Across the whole listing, find how many lines contain "single", then write that number and nothing else.

::::

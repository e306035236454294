//! CART regression tree (squared-error splits).
//!
//! Shared by the single-tree model, the forest and the boosted ensemble.

use ndarray::{Array2, ArrayView1};

use crate::error::{AnalysisError, Result};

#[derive(Debug, Clone, Copy, PartialEq)]
pub struct TreeParams {
    pub max_depth: usize,
    /// Nodes with fewer rows become leaves
    pub min_samples_split: usize,
}

#[derive(Debug, Clone)]
enum Node {
    Leaf(f64),
    Split {
        feature: usize,
        threshold: f64,
        left: usize,
        right: usize,
    },
}

#[derive(Debug, Clone)]
pub struct RegressionTree {
    nodes: Vec<Node>,
    /// Total squared-error reduction per feature
    gains: Vec<f64>,
}

struct Split {
    feature: usize,
    threshold: f64,
    gain: f64,
}

struct Grower<'a> {
    x: &'a Array2<f64>,
    y: &'a [f64],
    params: TreeParams,
    nodes: Vec<Node>,
    gains: Vec<f64>,
}

impl RegressionTree {
    /// Fit on the given row indices; repeated indices act as sample weights
    pub fn fit(x: &Array2<f64>, y: &[f64], rows: &[usize], params: TreeParams) -> Result<Self> {
        if x.nrows() != y.len() {
            return Err(AnalysisError::DataShape(format!(
                "{} feature rows but {} targets",
                x.nrows(),
                y.len()
            )));
        }
        if rows.is_empty() {
            return Err(AnalysisError::DataShape("cannot fit a tree on zero rows".into()));
        }

        let mut grower = Grower {
            x,
            y,
            params,
            nodes: Vec::new(),
            gains: vec![0.0; x.ncols()],
        };
        grower.grow(rows, 0);

        Ok(Self {
            nodes: grower.nodes,
            gains: grower.gains,
        })
    }

    pub fn predict_row(&self, row: ArrayView1<f64>) -> f64 {
        let mut index = 0;
        loop {
            match self.nodes[index] {
                Node::Leaf(value) => return value,
                Node::Split {
                    feature,
                    threshold,
                    left,
                    right,
                } => {
                    index = if row[feature] <= threshold { left } else { right };
                }
            }
        }
    }

    pub fn predict(&self, x: &Array2<f64>) -> Vec<f64> {
        x.rows().into_iter().map(|row| self.predict_row(row)).collect()
    }

    pub fn raw_gains(&self) -> &[f64] {
        &self.gains
    }

    /// Impurity-based importances summing to 1 (all zero for a single leaf)
    pub fn feature_importances(&self) -> Vec<f64> {
        normalize_importances(self.gains.clone())
    }

    pub fn depth(&self) -> usize {
        fn walk(nodes: &[Node], index: usize) -> usize {
            match nodes[index] {
                Node::Leaf(_) => 0,
                Node::Split { left, right, .. } => 1 + walk(nodes, left).max(walk(nodes, right)),
            }
        }
        walk(&self.nodes, 0)
    }
}

/// Scale to unit sum, leaving an all-zero vector as is
pub(crate) fn normalize_importances(mut values: Vec<f64>) -> Vec<f64> {
    let total: f64 = values.iter().sum();
    if total > 0.0 {
        values.iter_mut().for_each(|v| *v /= total);
    }
    values
}

impl Grower<'_> {
    /// Grow the subtree for `rows` and return its node index
    fn grow(&mut self, rows: &[usize], depth: usize) -> usize {
        let n = rows.len() as f64;
        let sum: f64 = rows.iter().map(|&r| self.y[r]).sum();
        let mean = sum / n;

        let first = self.y[rows[0]];
        let pure = rows.iter().all(|&r| self.y[r] == first);

        if pure || depth >= self.params.max_depth || rows.len() < self.params.min_samples_split.max(2) {
            return self.leaf(mean);
        }

        let Some(split) = self.best_split(rows) else {
            return self.leaf(mean);
        };

        let index = self.leaf(mean);
        self.gains[split.feature] += split.gain;

        let (left, right): (Vec<usize>, Vec<usize>) = rows
            .iter()
            .partition(|&&r| self.x[[r, split.feature]] <= split.threshold);

        let left = self.grow(&left, depth + 1);
        let right = self.grow(&right, depth + 1);

        self.nodes[index] = Node::Split {
            feature: split.feature,
            threshold: split.threshold,
            left,
            right,
        };
        index
    }

    fn leaf(&mut self, value: f64) -> usize {
        self.nodes.push(Node::Leaf(value));
        self.nodes.len() - 1
    }

    /// Largest squared-error reduction over all features and thresholds
    fn best_split(&self, rows: &[usize]) -> Option<Split> {
        let n = rows.len();
        let total_sum: f64 = rows.iter().map(|&r| self.y[r]).sum();
        let total_sq: f64 = rows.iter().map(|&r| self.y[r] * self.y[r]).sum();
        let parent_sse = sse(total_sum, total_sq, n as f64);

        let mut best: Option<Split> = None;
        let mut pairs: Vec<(f64, f64)> = Vec::with_capacity(n);

        for feature in 0..self.x.ncols() {
            pairs.clear();
            pairs.extend(rows.iter().map(|&r| (self.x[[r, feature]], self.y[r])));
            pairs.sort_by(|a, b| a.0.total_cmp(&b.0));

            let mut left_sum = 0.0;
            let mut left_sq = 0.0;

            for i in 0..n - 1 {
                let (value, target) = pairs[i];
                left_sum += target;
                left_sq += target * target;

                let next = pairs[i + 1].0;
                if value == next {
                    continue;
                }

                let n_left = (i + 1) as f64;
                let n_right = (n - i - 1) as f64;
                let gain = parent_sse
                    - sse(left_sum, left_sq, n_left)
                    - sse(total_sum - left_sum, total_sq - left_sq, n_right);

                if gain > best.as_ref().map_or(0.0, |b| b.gain) {
                    let mut threshold = value + (next - value) / 2.0;
                    if threshold >= next {
                        threshold = value;
                    }
                    best = Some(Split {
                        feature,
                        threshold,
                        gain,
                    });
                }
            }
        }

        best
    }
}

fn sse(sum: f64, sum_sq: f64, n: f64) -> f64 {
    (sum_sq - sum * sum / n).max(0.0)
}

::::

* ANSWER SPACE
2